• **DATA PROVIDED**
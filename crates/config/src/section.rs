// SPDX-License-Identifier: BUSL-1.1
// Copyright (c) 2026 Alfred Jean LLC

//! Parameter sections (`core_parameters`, `threshold_parameters`, ...)

use indexmap::IndexMap;
use serde::{Deserialize, Serialize};
use sweep_core::ParamValue;

/// One entry of a parameter section.
///
/// Entries are either documented (`{ "value": .., "description": .. }`)
/// or a bare value. Objects without a `value` key carry no default.
#[derive(Debug, Clone, PartialEq, Serialize, Deserialize)]
#[serde(untagged)]
pub enum ParamEntry {
    Described {
        value: ParamValue,
        #[serde(default, skip_serializing_if = "Option::is_none")]
        description: Option<String>,
    },
    Bare(ParamValue),
    Other(serde_json::Value),
}

impl ParamEntry {
    /// The default this entry contributes, if any.
    pub fn value(&self) -> Option<&ParamValue> {
        match self {
            ParamEntry::Described { value, .. } | ParamEntry::Bare(value) => Some(value),
            ParamEntry::Other(_) => None,
        }
    }
}

/// A named group of parameter defaults. Keys keep file order.
#[derive(Debug, Clone, Default, PartialEq, Serialize, Deserialize)]
#[serde(transparent)]
pub struct ParamSection(IndexMap<String, ParamEntry>);

impl ParamSection {
    pub fn get(&self, key: &str) -> Option<&ParamEntry> {
        self.0.get(key)
    }

    /// Entries that carry a default value, in file order.
    pub fn values(&self) -> impl Iterator<Item = (&str, &ParamValue)> {
        self.0
            .iter()
            .filter_map(|(k, entry)| entry.value().map(|v| (k.as_str(), v)))
    }

    pub fn len(&self) -> usize {
        self.0.len()
    }

    pub fn is_empty(&self) -> bool {
        self.0.is_empty()
    }
}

• **YOUR GOAL**
If a line in the material holds "Entries", copy it.

• **YOUR RESPONSE**
/// Entries are either documented (`{ "value": .., "description": .. }`)
    /// Entries that carry a default value, in file order.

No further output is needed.